To do :: Restate verbatim the span of lines below between the line with "let collapsed = sources.len()" and the line with "SLICE_COLORS[index % SLICE_COLORS.len()]", including those two lines, and only that span.

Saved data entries

'''

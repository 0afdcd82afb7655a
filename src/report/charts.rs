use std::error::Error;
use std::path::Path;

use enum_dispatch::enum_dispatch;
use plotters::coord::Shift;
use plotters::prelude::*;

use super::fonts::FONT_FAMILY;
use super::{Chart, ReportError};
use crate::analysis::benford::DigitFrequency;
use crate::analysis::summary::{FrequencyTable, YearMonth};
use crate::analysis::Analysis;

pub const MONTHLY_ENTRIES_FILE: &str = "entries_over_time.png";
pub const BENFORD_FILE: &str = "benford_law.png";
pub const SOURCE_PIE_FILE: &str = "source_distribution_pie.png";

pub const OTHER_SOURCES: &str = "Other";

pub const NO_ENTRIES: &str = "no entries to plot";
pub const NO_BENFORD_SAMPLE: &str = "no positive amounts for the Benford sample";
pub const NO_SOURCES: &str = "no sources to plot";

const CHART_SIZE: (u32, u32) = (1000, 600);

const BAR_COLOR: RGBColor = RGBColor(31, 119, 180);
const OBSERVED_COLOR: RGBColor = RGBColor(31, 119, 180);
const EXPECTED_COLOR: RGBColor = RGBColor(255, 127, 14);
const OTHER_COLOR: RGBColor = RGBColor(190, 190, 190);

const SLICE_COLORS: [RGBColor; 10] = [
    RGBColor(31, 119, 180),
    RGBColor(255, 127, 14),
    RGBColor(44, 160, 44),
    RGBColor(214, 39, 40),
    RGBColor(148, 103, 189),
    RGBColor(140, 86, 75),
    RGBColor(227, 119, 194),
    RGBColor(127, 127, 127),
    RGBColor(188, 189, 34),
    RGBColor(23, 190, 207),
];

type DrawResult = Result<(), Box<dyn Error>>;

#[enum_dispatch(Chart)]
pub enum ChartKind {
    MonthlyEntries,
    BenfordComparison,
    SourcePie,
}

/// The three report charts, in the order they are written.
pub fn charts(analysis: &Analysis, top_sources: usize) -> Vec<ChartKind> {
    let benford = analysis
        .benford
        .table()
        .map(|table| table.digits().to_vec())
        .unwrap_or_default();

    vec![
        MonthlyEntries::new(&analysis.summary.monthly).into(),
        BenfordComparison::new(benford).into(),
        SourcePie::new(&analysis.summary.by_source, top_sources).into(),
    ]
}

/// Draws onto a white bitmap and saves it, mapping any plotters error to `ReportError::Render`.
fn render<F>(path: &Path, file: &'static str, draw: F) -> Result<(), ReportError>
where
    F: FnOnce(&DrawingArea<BitMapBackend<'_>, Shift>) -> DrawResult,
{
    let root = BitMapBackend::new(path, CHART_SIZE).into_drawing_area();

    let result = (|| -> DrawResult {
        root.fill(&WHITE)?;
        draw(&root)?;
        root.present()?;
        Ok(())
    })();

    result.map_err(|err| ReportError::Render {
        file,
        message: err.to_string(),
    })
}

/// Bar chart of entries per effective month.
pub struct MonthlyEntries {
    months: Vec<(String, u32)>,
}

impl MonthlyEntries {
    pub fn new(monthly: &[(YearMonth, usize)]) -> MonthlyEntries {
        MonthlyEntries {
            months: monthly
                .iter()
                .map(|(month, count)| (month.to_string(), *count as u32))
                .collect(),
        }
    }
}

impl Chart for MonthlyEntries {
    fn file_name(&self) -> &'static str {
        MONTHLY_ENTRIES_FILE
    }

    fn skip_reason(&self) -> Option<&'static str> {
        self.months.is_empty().then_some(NO_ENTRIES)
    }

    fn draw(&self, path: &Path) -> Result<(), ReportError> {
        render(path, self.file_name(), |root| {
            let max = self.months.iter().map(|(_, count)| *count).max().unwrap_or(0);
            let label = |value: &SegmentValue<u32>| match value {
                SegmentValue::CenterOf(index) | SegmentValue::Exact(index) => self
                    .months
                    .get(*index as usize)
                    .map(|(month, _)| month.clone())
                    .unwrap_or_default(),
                SegmentValue::Last => String::new(),
            };

            let mut chart = ChartBuilder::on(root)
                .caption("Number of Journal Entries by Effective Month", (FONT_FAMILY, 24.0))
                .margin(20)
                .x_label_area_size(50)
                .y_label_area_size(60)
                .build_cartesian_2d((0u32..self.months.len() as u32).into_segmented(), 0u32..max + max / 10 + 1)?;

            chart
                .configure_mesh()
                .disable_x_mesh()
                .x_labels(self.months.len())
                .x_label_formatter(&label)
                .x_desc("Month")
                .y_desc("Count")
                .axis_desc_style((FONT_FAMILY, 16.0))
                .draw()?;

            chart.draw_series(
                Histogram::vertical(&chart)
                    .style(BAR_COLOR.filled())
                    .margin(4)
                    .data(
                        self.months
                            .iter()
                            .enumerate()
                            .map(|(index, (_, count))| (index as u32, *count)),
                    ),
            )?;

            Ok(())
        })
    }
}

/// Observed and expected first-digit frequencies side by side.
pub struct BenfordComparison {
    digits: Vec<DigitFrequency>,
}

impl BenfordComparison {
    const BAR_WIDTH: f64 = 0.4;

    pub fn new(digits: Vec<DigitFrequency>) -> BenfordComparison {
        BenfordComparison { digits }
    }
}

impl Chart for BenfordComparison {
    fn file_name(&self) -> &'static str {
        BENFORD_FILE
    }

    fn skip_reason(&self) -> Option<&'static str> {
        self.digits.is_empty().then_some(NO_BENFORD_SAMPLE)
    }

    fn draw(&self, path: &Path) -> Result<(), ReportError> {
        render(path, self.file_name(), |root| {
            let top = self
                .digits
                .iter()
                .flat_map(|row| [row.observed, row.expected])
                .fold(0.0, f64::max);

            let mut chart = ChartBuilder::on(root)
                .caption("Benford's Law: Observed vs Expected First Digits", (FONT_FAMILY, 24.0))
                .margin(20)
                .x_label_area_size(50)
                .y_label_area_size(60)
                .build_cartesian_2d(0.5f64..9.5f64, 0f64..top * 1.15)?;

            chart
                .configure_mesh()
                .disable_x_mesh()
                .x_labels(9)
                .x_label_formatter(&|x: &f64| format!("{:.0}", x))
                .y_label_formatter(&|y: &f64| format!("{:.2}", y))
                .x_desc("First Digit")
                .y_desc("Frequency")
                .axis_desc_style((FONT_FAMILY, 16.0))
                .draw()?;

            chart
                .draw_series(self.digits.iter().map(|row| {
                    let x = f64::from(row.digit);
                    Rectangle::new([(x - Self::BAR_WIDTH, 0.0), (x, row.observed)], OBSERVED_COLOR.filled())
                }))?
                .label("Observed")
                .legend(|(x, y)| Rectangle::new([(x, y - 5), (x + 10, y + 5)], OBSERVED_COLOR.filled()));

            chart
                .draw_series(self.digits.iter().map(|row| {
                    let x = f64::from(row.digit);
                    Rectangle::new([(x, 0.0), (x + Self::BAR_WIDTH, row.expected)], EXPECTED_COLOR.filled())
                }))?
                .label("Expected (Benford)")
                .legend(|(x, y)| Rectangle::new([(x, y - 5), (x + 10, y + 5)], EXPECTED_COLOR.filled()));

            chart
                .configure_series_labels()
                .position(SeriesLabelPosition::UpperRight)
                .label_font((FONT_FAMILY, 14.0))
                .background_style(WHITE.mix(0.8))
                .border_style(&BLACK)
                .draw()?;

            Ok(())
        })
    }
}

/// Share of entries per source. Sources past the top `limit` are drawn as one "Other" slice.
pub struct SourcePie {
    slices: Vec<(String, usize)>,
    collapsed: bool,
}

impl SourcePie {
    pub fn new(sources: &FrequencyTable, limit: usize) -> SourcePie {
        let collapsed = sources.len() > limit;
        SourcePie {
            slices: sources.collapse_top(limit, OTHER_SOURCES).iter().cloned().collect(),
            collapsed,
        }
    }

    fn slice_color(&self, index: usize) -> RGBColor {
        if self.collapsed && index + 1 == self.slices.len() {
            OTHER_COLOR
        } else {
            SLICE_COLORS[index % SLICE_COLORS.len()]
        }
    }
}

impl Chart for SourcePie {
    fn file_name(&self) -> &'static str {
        SOURCE_PIE_FILE
    }

    fn skip_reason(&self) -> Option<&'static str> {
        self.slices.is_empty().then_some(NO_SOURCES)
    }

    fn draw(&self, path: &Path) -> Result<(), ReportError> {
        render(path, self.file_name(), |root| {
            let area = root.titled("Journal Entries by Source", (FONT_FAMILY, 24.0).into_font())?;
            let (width, height) = area.dim_in_pixel();

            let center = (width as i32 / 2, height as i32 / 2);
            let radius = f64::from(width.min(height)) * 0.38;
            let sizes: Vec<f64> = self.slices.iter().map(|(_, count)| *count as f64).collect();
            let colors: Vec<RGBColor> = (0..self.slices.len()).map(|index| self.slice_color(index)).collect();
            let labels: Vec<&str> = self.slices.iter().map(|(name, _)| name.as_str()).collect();

            let mut pie = Pie::new(&center, &radius, &sizes, &colors, &labels);
            pie.start_angle(90.0);
            pie.label_style((FONT_FAMILY, 14.0).into_font().color(&BLACK));
            pie.percentages((FONT_FAMILY, 12.0).into_font().color(&WHITE));
            area.draw(&pie)?;

            Ok(())
        })
    }
}

#[cfg(test)]
mod tests {
    use pretty_assertions::assert_eq;

    use super::*;

    fn sources(count: usize) -> FrequencyTable {
        let values: Vec<String> = (0..count)
            .flat_map(|i| std::iter::repeat(format!("S{:02}", i)).take(count - i))
            .collect();
        FrequencyTable::from_values("Source", values)
    }

    #[test]
    fn test_pie_collapses_small_sources() {
        let pie = SourcePie::new(&sources(13), 10);

        assert_eq!(pie.slices.len(), 11);
        assert_eq!(pie.slices[10], (OTHER_SOURCES.to_string(), 3 + 2 + 1));
        assert_eq!(pie.slice_color(10), OTHER_COLOR);
        assert_eq!(pie.slice_color(0), SLICE_COLORS[0]);
    }

    #[test]
    fn test_pie_keeps_ten_sources() {
        let pie = SourcePie::new(&sources(10), 10);

        assert_eq!(pie.slices.len(), 10);
        assert!(pie.slices.iter().all(|(name, _)| name != OTHER_SOURCES));
        assert_eq!(pie.slice_color(9), SLICE_COLORS[9]);
    }

    #[test]
    fn test_empty_charts_are_skipped() {
        assert_eq!(MonthlyEntries::new(&[]).skip_reason(), Some(NO_ENTRIES));
        assert_eq!(BenfordComparison::new(Vec::new()).skip_reason(), Some(NO_BENFORD_SAMPLE));
        assert_eq!(SourcePie::new(&FrequencyTable::default(), 10).skip_reason(), Some(NO_SOURCES));
    }

    #[test]
    fn test_chart_dispatch() {
        let chart: ChartKind = MonthlyEntries::new(&[]).into();
        assert_eq!(chart.file_name(), MONTHLY_ENTRIES_FILE);

        let chart: ChartKind = SourcePie::new(&sources(2), 10).into();
        assert_eq!(chart.file_name(), SOURCE_PIE_FILE);
        assert_eq!(chart.skip_reason(), None);
    }
}
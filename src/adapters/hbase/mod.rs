//! HBase adapter over the REST gateway
//!
//! - [`client`] - scanner lifecycle and row assembly
//! - [`models`] - JSON wire models

pub mod client;
pub mod models;

pub use client::{HBaseRestClient, HBaseScanner};
pub use models::{CellModel, CellSetModel, RowModel, ScannerModel};
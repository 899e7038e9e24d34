//! HBase REST gateway models
//!
//! Wire structures of the gateway's JSON representation. Row keys, column
//! names and cell values travel base64-encoded; these models handle the
//! encoding and convert to and from domain rows.

use crate::domain::{RawRow, StorageError, TimeRange};
use base64::{engine::general_purpose, Engine as _};
use serde::{Deserialize, Serialize};

/// Scanner specification sent when opening a scan
///
/// The gateway treats `endTime` as exclusive, matching [`TimeRange`].
#[derive(Debug, Clone, PartialEq, Eq, Serialize, Deserialize)]
#[serde(rename_all = "camelCase")]
pub struct ScannerModel {
    /// Cells returned per fetch
    pub batch: usize,

    pub start_time: i64,

    pub end_time: i64,

    /// Base64-encoded column families or `family:qualifier` names; empty
    /// means every column
    #[serde(default, skip_serializing_if = "Vec::is_empty")]
    pub column: Vec<String>,
}

impl ScannerModel {
    /// Scan every qualifier of `family` within `range`
    pub fn new(family: &str, range: TimeRange, batch: usize) -> Self {
        Self {
            batch,
            start_time: range.start_inclusive,
            end_time: range.end_exclusive,
            column: vec![encode(family.as_bytes())],
        }
    }
}

/// One fetch worth of rows
#[derive(Debug, Clone, Default, Deserialize)]
pub struct CellSetModel {
    #[serde(rename = "Row", default)]
    pub rows: Vec<RowModel>,
}

#[derive(Debug, Clone, Deserialize)]
pub struct RowModel {
    /// Base64 row key
    pub key: String,

    #[serde(rename = "Cell", default)]
    pub cells: Vec<CellModel>,
}

#[derive(Debug, Clone, Deserialize)]
pub struct CellModel {
    /// Base64 `family:qualifier`
    pub column: String,

    #[serde(default)]
    pub timestamp: Option<i64>,

    /// Base64 value
    #[serde(rename = "$", default)]
    pub value: String,
}

impl RowModel {
    /// Decode into a domain row
    ///
    /// # Errors
    ///
    /// Returns [`StorageError::InvalidResponse`] on malformed base64.
    pub fn into_raw_row(self) -> Result<RawRow, StorageError> {
        let mut row = RawRow::new(decode(&self.key, "row key")?);
        for cell in self.cells {
            let column = decode(&cell.column, "column")?;
            let (family, qualifier) = split_column(&column);
            row.put(family, qualifier, decode(&cell.value, "cell value")?);
        }
        Ok(row)
    }
}

/// Split `family:qualifier` at the first colon
///
/// Qualifiers may themselves contain colons; a name without one is a bare
/// family.
fn split_column(column: &[u8]) -> (&[u8], &[u8]) {
    match column.iter().position(|&b| b == b':') {
        Some(idx) => (&column[..idx], &column[idx + 1..]),
        None => (column, &[]),
    }
}

fn encode(bytes: &[u8]) -> String {
    general_purpose::STANDARD.encode(bytes)
}

fn decode(text: &str, what: &str) -> Result<Vec<u8>, StorageError> {
    general_purpose::STANDARD
        .decode(text)
        .map_err(|e| StorageError::InvalidResponse(format!("Invalid base64 {what}: {e}")))
}

#[cfg(test)]
mod tests {
    use super::*;

    fn b64(text: &str) -> String {
        encode(text.as_bytes())
    }

    #[test]
    fn test_scanner_model_serialization() {
        let model = ScannerModel::new("DF", TimeRange::new(100, 200), 500);
        let json = serde_json::to_value(&model).unwrap();

        assert_eq!(json["batch"], 500);
        assert_eq!(json["startTime"], 100);
        assert_eq!(json["endTime"], 200);
        assert_eq!(json["column"], serde_json::json!([b64("DF")]));
    }

    #[test]
    fn test_cell_set_deserialization() {
        let json = format!(
            r#"{{"Row":[{{"key":"{}","Cell":[
                {{"column":"{}","timestamp":150,"$":"{}"}},
                {{"column":"{}","$":"{}"}}
            ]}}]}}"#,
            b64("r1"),
            b64("DF:id"),
            b64("x1"),
            b64("DF:a:b"),
            b64("v"),
        );

        let cell_set: CellSetModel = serde_json::from_str(&json).unwrap();
        assert_eq!(cell_set.rows.len(), 1);
        assert_eq!(cell_set.rows[0].cells[0].timestamp, Some(150));

        let row = cell_set.rows.into_iter().next().unwrap().into_raw_row().unwrap();
        assert_eq!(row.key(), b"r1");
        assert_eq!(row.value("DF", "id"), Some(&b"x1"[..]));
        assert_eq!(row.value("DF", "a:b"), Some(&b"v"[..]));
    }

    #[test]
    fn test_empty_cell_set() {
        let cell_set: CellSetModel = serde_json::from_str("{}").unwrap();
        assert!(cell_set.rows.is_empty());
    }

    #[test]
    fn test_invalid_base64() {
        let row = RowModel {
            key: "!!not base64!!".to_string(),
            cells: Vec::new(),
        };
        assert!(matches!(
            row.into_raw_row(),
            Err(StorageError::InvalidResponse(msg)) if msg.contains("row key")
        ));
    }

    #[test]
    fn test_split_column() {
        assert_eq!(split_column(b"DF:id"), (&b"DF"[..], &b"id"[..]));
        assert_eq!(split_column(b"DF"), (&b"DF"[..], &b""[..]));
    }
}
//! Output destinations
//!
//! A [`CsvSink`] pairs a writer with the identifier reported in the export
//! summary. Backups land in `backup_<YYYYMMDD>_<HHMMSS>.csv`, stamped with
//! the local start time of the run.

use crate::domain::{BackupError, Result};
use chrono::{DateTime, Local};
use std::fs::{self, File};
use std::io::Write;
use std::path::{Path, PathBuf};

/// Byte destination for CSV output
#[derive(Debug)]
pub struct CsvSink<W: Write> {
    destination: String,
    inner: W,
}

impl<W: Write> CsvSink<W> {
    /// Wrap an arbitrary writer
    pub fn new(destination: impl Into<String>, inner: W) -> Self {
        Self {
            destination: destination.into(),
            inner,
        }
    }

    /// Identifier of the destination (the file path for file sinks)
    pub fn destination(&self) -> &str {
        &self.destination
    }

    pub fn into_parts(self) -> (String, W) {
        (self.destination, self.inner)
    }
}

impl CsvSink<File> {
    /// Create (or truncate) the file at `path`
    pub fn create(path: &Path) -> Result<Self> {
        let file = File::create(path).map_err(|e| {
            BackupError::Io(format!("Failed to create {}: {}", path.display(), e))
        })?;
        Ok(Self::new(path.display().to_string(), file))
    }

    /// Create a timestamped backup file inside `output_dir`
    pub fn create_backup(output_dir: &Path, now: &DateTime<Local>) -> Result<Self> {
        fs::create_dir_all(output_dir).map_err(|e| {
            BackupError::Io(format!(
                "Failed to create output directory {}: {}",
                output_dir.display(),
                e
            ))
        })?;
        Self::create(&backup_path(output_dir, now))
    }
}

/// `backup_<YYYYMMDD>_<HHMMSS>.csv`
pub fn backup_file_name(now: &DateTime<Local>) -> String {
    format!("backup_{}.csv", now.format("%Y%m%d_%H%M%S"))
}

pub fn backup_path(output_dir: &Path, now: &DateTime<Local>) -> PathBuf {
    output_dir.join(backup_file_name(now))
}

'''

Task output ::
        let collapsed = sources.len() > limit;
        SourcePie {
            slices: sources.collapse_top(limit, OTHER_SOURCES).iter().cloned().collect(),
            collapsed,
        }
    }

    fn slice_color(&self, index: usize) -> RGBColor {
        if self.collapsed && index + 1 == self.slices.len() {
            OTHER_COLOR
        } else {
            SLICE_COLORS[index % SLICE_COLORS.len()]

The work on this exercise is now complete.